**Task brief**
In the entries that follow, copy exactly each line from the first through the line with "use serde_json::Value;".

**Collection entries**
--

//! Definition and record validation.
//!
//! This module contains the two validation layers of the registry:
//! - `SchemaValidator` checks that a schema definition is structurally
//!   sound before it is registered
//! - `RecordValidator` interprets a definition's constraint list against a
//!   raw field mapping and constructs validated records

use std::collections::HashMap;

use log::debug;
use once_cell::sync::OnceCell;
use regex::Regex;
use serde_json::Value;

use super::types::{
    ConstraintFailure, FieldConstraint, FieldDefinition, FieldType, FieldValue, FieldViolation,
    Schema, SchemaError, ValidatedRecord, ValidationError,
};

/// Syntactic email shape: one '@' separating non-empty local and domain
/// parts, with at least one dot in the domain. Deliverability and domain
/// existence are out of scope.
const EMAIL_PATTERN: &str = r"^[^@\s]+@[^@\s]+\.[^@\s]+$";

static EMAIL_REGEX: OnceCell<Regex> = OnceCell::new();

fn email_regex() -> Result<&'static Regex, SchemaError> {
    EMAIL_REGEX.get_or_try_init(|| {
        Regex::new(EMAIL_PATTERN).map_err(|e| {
            SchemaError::InvalidData(format!("Email pattern compilation failed: {}", e))
        })
    })
}

/// Validates a [`Schema`] definition before it enters the registry.
pub struct SchemaValidator;

impl SchemaValidator {
    /// Validates the structure of a schema definition.
    ///
    /// # Errors
    /// Returns `SchemaError::InvalidDefinition` if:
    /// - The schema name or collection identifier is empty
    /// - The schema has no fields, or a field name is empty
    /// - A required field declares a default
    /// - A default value does not match its field's type
    /// - A constraint is attached to a field of an incompatible type
    /// - A range or length bound is inverted
    pub fn validate(schema: &Schema) -> Result<(), SchemaError> {
        if schema.name.is_empty() {
            return Err(SchemaError::InvalidDefinition(
                "Schema name cannot be empty".to_string(),
            ));
        }

        if let Some(collection) = &schema.collection {
            if collection.is_empty() {
                return Err(SchemaError::InvalidDefinition(format!(
                    "Schema '{}' has an empty collection identifier",
                    schema.name
                )));
            }
        }

        if schema.fields.is_empty() {
            return Err(SchemaError::InvalidDefinition(format!(
                "Schema '{}' must have at least one field",
                schema.name
            )));
        }

        for (field_name, field) in &schema.fields {
            if field_name.is_empty() {
                return Err(SchemaError::InvalidDefinition(
                    "Field name cannot be empty".to_string(),
                ));
            }

            Self::validate_field(&schema.name, field_name, field)?;
        }

        Ok(())
    }

    fn validate_field(
        schema_name: &str,
        field_name: &str,
        field: &FieldDefinition,
    ) -> Result<(), SchemaError> {
        if let Some(default) = &field.default {
            if field.required {
                return Err(SchemaError::InvalidDefinition(format!(
                    "Field {}.{} is required and cannot declare a default",
                    schema_name, field_name
                )));
            }
            if !default.matches(field.field_type) {
                return Err(SchemaError::InvalidDefinition(format!(
                    "Field {}.{} default does not match its {} type",
                    schema_name, field_name, field.field_type
                )));
            }
        }

        let mut min_length = None;
        let mut max_length = None;

        for constraint in &field.constraints {
            match constraint {
                FieldConstraint::MinLength { min } => {
                    Self::require_type(schema_name, field_name, field, FieldType::Text)?;
                    min_length = Some(*min);
                }
                FieldConstraint::MaxLength { max } => {
                    Self::require_type(schema_name, field_name, field, FieldType::Text)?;
                    max_length = Some(*max);
                }
                FieldConstraint::Email => {
                    Self::require_type(schema_name, field_name, field, FieldType::Text)?;
                }
                FieldConstraint::Range { min, max } => {
                    Self::require_numeric(schema_name, field_name, field)?;
                    if min > max {
                        return Err(SchemaError::InvalidDefinition(format!(
                            "Field {}.{} range is inverted ({} > {})",
                            schema_name, field_name, min, max
                        )));
                    }
                }
                FieldConstraint::NonNegative => {
                    Self::require_numeric(schema_name, field_name, field)?;
                }
            }
        }

        if let (Some(min), Some(max)) = (min_length, max_length) {
            if min > max {
                return Err(SchemaError::InvalidDefinition(format!(
                    "Field {}.{} length bounds are inverted ({} > {})",
                    schema_name, field_name, min, max
                )));
            }
        }

        Ok(())
    }

    fn require_type(
        schema_name: &str,
        field_name: &str,
        field: &FieldDefinition,
        expected: FieldType,
    ) -> Result<(), SchemaError> {
        if field.field_type == expected {
            Ok(())
        } else {
            Err(SchemaError::InvalidDefinition(format!(
                "Field {}.{} has a {}-only constraint but is declared {}",
                schema_name, field_name, expected, field.field_type
            )))
        }
    }

    fn require_numeric(
        schema_name: &str,
        field_name: &str,
        field: &FieldDefinition,
    ) -> Result<(), SchemaError> {
        match field.field_type {
            FieldType::Integer | FieldType::Float => Ok(()),
            other => Err(SchemaError::InvalidDefinition(format!(
                "Field {}.{} has a numeric constraint but is declared {}",
                schema_name, field_name, other
            ))),
        }
    }
}

/// Validates raw field data against a schema and constructs the record.
///
/// Validation is a pure function of its input: it holds no state beyond the
/// borrowed schema, performs no I/O, and collects every failing field
/// before reporting, rather than stopping at the first.
pub struct RecordValidator<'a> {
    schema: &'a Schema,
}

impl<'a> RecordValidator<'a> {
    pub fn new(schema: &'a Schema) -> Self {
        Self { schema }
    }

    /// Validates the raw field mapping and constructs a [`ValidatedRecord`].
    ///
    /// Unknown keys in the input are ignored. A field that is absent or
    /// explicitly null counts as unset: a declared default is applied, a
    /// required field is reported missing, and an optional field stays
    /// absent from the record.
    ///
    /// # Errors
    /// Returns `SchemaError::Validation` carrying one violation per failed
    /// (field, constraint) pair when any field fails. No record is
    /// constructed in that case.
    pub fn validate(
        &self,
        raw_fields: &HashMap<String, Value>,
    ) -> Result<ValidatedRecord, SchemaError> {
        let mut values = HashMap::new();
        let mut violations = Vec::new();

        for (field_name, field) in &self.schema.fields {
            let raw = match raw_fields.get(field_name) {
                None | Some(Value::Null) => {
                    if let Some(default) = &field.default {
                        values.insert(field_name.clone(), default.clone());
                    } else if field.required {
                        violations.push(FieldViolation {
                            field: field_name.clone(),
                            constraint: ConstraintFailure::MissingRequired,
                            value: Value::Null,
                        });
                    }
                    continue;
                }
                Some(raw) => raw,
            };

            let Some(typed) = coerce(raw, field.field_type) else {
                violations.push(FieldViolation {
                    field: field_name.clone(),
                    constraint: ConstraintFailure::TypeMismatch {
                        expected: field.field_type,
                    },
                    value: raw.clone(),
                });
                continue;
            };

            let mut accepted = true;
            for constraint in &field.constraints {
                if let Some(failure) = check_constraint(&typed, constraint)? {
                    violations.push(FieldViolation {
                        field: field_name.clone(),
                        constraint: failure,
                        value: raw.clone(),
                    });
                    accepted = false;
                }
            }

            if accepted {
                values.insert(field_name.clone(), typed);
            }
        }

        if violations.is_empty() {
            Ok(ValidatedRecord::new(
                self.schema.name.clone(),
                self.schema.collection_id(),
                values,
            ))
        } else {
            debug!(
                "Validation failed for schema '{}': {} field(s) rejected",
                self.schema.name,
                violations.len()
            );
            // Stable rendering order for callers surfacing the violations.
            violations.sort_by(|a, b| a.field.cmp(&b.field));
            Err(ValidationError::new(self.schema.name.clone(), violations).into())
        }
    }
}

/// Reads a raw JSON value as the declared field type. Integer fields accept
/// integer-valued floats; float fields accept any JSON number. No other
/// cross-type coercion is performed.
fn coerce(raw: &Value, field_type: FieldType) -> Option<FieldValue> {
    match field_type {
        FieldType::Text => raw.as_str().map(FieldValue::from),
        FieldType::Integer => match raw {
            Value::Number(n) => n.as_i64().or_else(|| {
                n.as_f64().and_then(|f| {
                    if f.fract() == 0.0 && f >= i64::MIN as f64 && f <= i64::MAX as f64 {
                        Some(f as i64)
                    } else {
                        None
                    }
                })
            }),
            _ => None,
        }
        .map(FieldValue::Integer),
        FieldType::Float => raw.as_f64().map(FieldValue::Float),
        FieldType::Boolean => raw.as_bool().map(FieldValue::Boolean),
    }
}

fn check_constraint(
    value: &FieldValue,
    constraint: &FieldConstraint,
) -> Result<Option<ConstraintFailure>, SchemaError> {
    let failure = match (constraint, value) {
        (FieldConstraint::MinLength { min }, FieldValue::Text(s)) => {
            (s.chars().count() < *min).then_some(ConstraintFailure::TooShort { min: *min })
        }
        (FieldConstraint::MaxLength { max }, FieldValue::Text(s)) => {
            (s.chars().count() > *max).then_some(ConstraintFailure::TooLong { max: *max })
        }
        (FieldConstraint::Email, FieldValue::Text(s)) => {
            (!email_regex()?.is_match(s)).then_some(ConstraintFailure::InvalidEmail)
        }
        (FieldConstraint::Range { min, max }, FieldValue::Integer(i)) => {
            (i < min || i > max).then_some(ConstraintFailure::OutOfRange {
                min: *min,
                max: *max,
            })
        }
        (FieldConstraint::Range { min, max }, FieldValue::Float(f)) => {
            (*f < *min as f64 || *f > *max as f64).then_some(ConstraintFailure::OutOfRange {
                min: *min,
                max: *max,
            })
        }
        (FieldConstraint::NonNegative, FieldValue::Integer(i)) => {
            (*i < 0).then_some(ConstraintFailure::Negative)
        }
        (FieldConstraint::NonNegative, FieldValue::Float(f)) => {
            (*f < 0.0).then_some(ConstraintFailure::Negative)
        }
        // Constraint/type mismatches are rejected at registration time.
        _ => None,
    };

    Ok(failure)
}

--

**Solution below**
//! Definition and record validation.
//!
//! This module contains the two validation layers of the registry:
//! - `SchemaValidator` checks that a schema definition is structurally
//!   sound before it is registered
//! - `RecordValidator` interprets a definition's constraint list against a
//!   raw field mapping and constructs validated records

use std::collections::HashMap;

use log::debug;
use once_cell::sync::OnceCell;
use regex::Regex;
use serde_json::Value;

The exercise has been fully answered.